Previously, doctors thought eosinophilic esophagitis symptoms were caused by gastroesophageal reflux disease (GERD), but they now recognize it as a distinct condition with very different causes. Eosinophilic esophagitis is an allergic reaction in which the lining of your esophagus reacts to allergens, such as food or pollen.

Eosinophils are a normal type of white blood cells present in your digestive tract, but in eosinophilic esophagitis they multiply in your esophagus. The eosinophils produce a protein that causes inflammation, which can lead to scarring, narrowing and formation of excessive fibrous tissue in the lining of your esophagus. As a result, you may have difficulty swallowing (dysphagia) or have food become stuck when you swallow (impaction), as well as other symptoms.
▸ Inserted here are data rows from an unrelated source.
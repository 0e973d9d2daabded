//! Development automation tasks for the `SiteDesk` workspace.
//!
//! Run with: `cargo xtask <command>`
//!
//! This is a CLI tool for developers, so `println!` and `eprintln!` are
//! intentionally used for user-facing output rather than structured logging.

#![allow(clippy::print_stdout, clippy::print_stderr)]

use std::env;
use std::process::{Command, ExitCode};

use anyhow::{anyhow, Context};

mod features;

fn main() -> ExitCode {
    let task = env::args().nth(1);

    let result = match task.as_deref() {
        Some("ci") => run_ci(),
        Some("fmt") => run_fmt(),
        Some("clippy") => run_clippy(),
        Some("test") => run_test(),
        Some("deny") => run_deny(),
        Some("audit") => run_audit(),
        Some("test-features") => features::test_feature_matrix(),
        Some("help") | None => {
            print_help();
            Ok(())
        }
        Some(unknown) => {
            eprintln!("Unknown task: {unknown}");
            eprintln!();
            print_help();
            Err(anyhow::anyhow!("Unknown task"))
        }
    };

    match result {
        Ok(()) => ExitCode::SUCCESS,
        Err(e) => {
            eprintln!("Task failed: {e}");
            ExitCode::FAILURE
        }
    }
}

fn print_help() {
    println!("SiteDesk Development Tasks");
    println!();
    println!("USAGE:");
    println!("    cargo xtask <TASK>");
    println!();
    println!("TASKS:");
    println!("    ci        Run all CI checks (fmt, clippy, feature matrix, test, deny, audit)");
    println!("    fmt       Check Rust code formatting");
    println!("    clippy    Run Clippy lints");
    println!("    test      Run all tests");
    println!("    test-features  Check the sitedesk-common/sitedesk-infra feature matrix");
    println!("    deny      Check dependencies with cargo-deny");
    println!("    audit     Audit dependencies for security vulnerabilities");
    println!("    help      Show this help message");
}

/// Run all CI checks in sequence
fn run_ci() -> anyhow::Result<()> {
    println!("==> Running CI checks...\n");

    println!("==> Step 1/6: Checking Rust format...");
    run_fmt()?;

    println!("\n==> Step 2/6: Running Clippy...");
    run_clippy()?;

    println!("\n==> Step 3/6: Checking feature combinations...");
    features::test_feature_matrix()?;

    println!("\n==> Step 4/6: Running tests...");
    run_test()?;

    println!("\n==> Step 5/6: Checking dependencies...");
    run_deny()?;

    println!("\n==> Step 6/6: Auditing dependencies...");
    run_audit()?;

    println!("\n✓ All CI checks passed!");
    Ok(())
}

/// Check Rust code formatting
fn run_fmt() -> anyhow::Result<()> {
    let status = Command::new("cargo").args(["fmt", "--all", "--", "--check"]).status()?;

    if !status.success() {
        anyhow::bail!("Format check failed. Run 'cargo fmt --all' to fix.");
    }

    Ok(())
}

/// Run Clippy lints
fn run_clippy() -> anyhow::Result<()> {
    let status = Command::new("cargo")
        .args(["clippy", "--workspace", "--all-targets", "--all-features"])
        .status()
        .context("Failed to run cargo clippy")?;

    if status.success() {
        Ok(())
    } else {
        Err(anyhow!("Clippy run failed. See output above."))
    }
}

/// Run all workspace tests
///
/// `--all-features` pulls in `test-utils`, which the integration tests need.
fn run_test() -> anyhow::Result<()> {
    let status = Command::new("cargo").args(["test", "--workspace", "--all-features"]).status()?;

    if !status.success() {
        anyhow::bail!("Tests failed");
    }

    Ok(())
}

/// Run an installed cargo subcommand, failing with an install hint when it
/// is missing.
fn run_cargo_tool(tool: &str, args: &[&str], failure: &str) -> anyhow::Result<()> {
    let check_installed = Command::new("cargo").args([tool, "--version"]).output();

    if check_installed.is_err() || !check_installed.as_ref().is_ok_and(|o| o.status.success()) {
        eprintln!("cargo-{tool} is not installed.");
        eprintln!("Install it with: cargo install cargo-{tool}");
        anyhow::bail!("cargo-{tool} not found");
    }

    let status = Command::new("cargo").arg(tool).args(args).status()?;

    if !status.success() {
        anyhow::bail!("{failure}");
    }

    Ok(())
}

/// Check dependencies with cargo-deny
fn run_deny() -> anyhow::Result<()> {
    run_cargo_tool("deny", &["check"], "cargo-deny found issues")
}

/// Audit dependencies for security vulnerabilities
fn run_audit() -> anyhow::Result<()> {
    run_cargo_tool("audit", &[], "cargo-audit found vulnerabilities")
}
//! Configuration loading
//!
//! Builds a [`sitedesk_domain::ClientConfig`] from environment variables or
//! a JSON/TOML file.

pub mod loader;

// Re-export commonly used items
pub use loader::{load, load_from_env, load_from_file, probe_config_paths};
People with eosinophilic esophagitis may also have food allergies, environmental allergies, asthma, atopic dermatitis or chronic respiratory disease. Doctors also think some people are genetically more likely than others to develop eosinophilic esophagitis.

There has been a significant increase in numbers of people diagnosed with eosinophilic esophagitis in the past decade. At first researchers thought this was due to the increase in awareness among doctors and greater availability of upper endoscopy. However, studies now suggest that the disease is becoming increasingly common, parallel to the increase in asthma and allergy.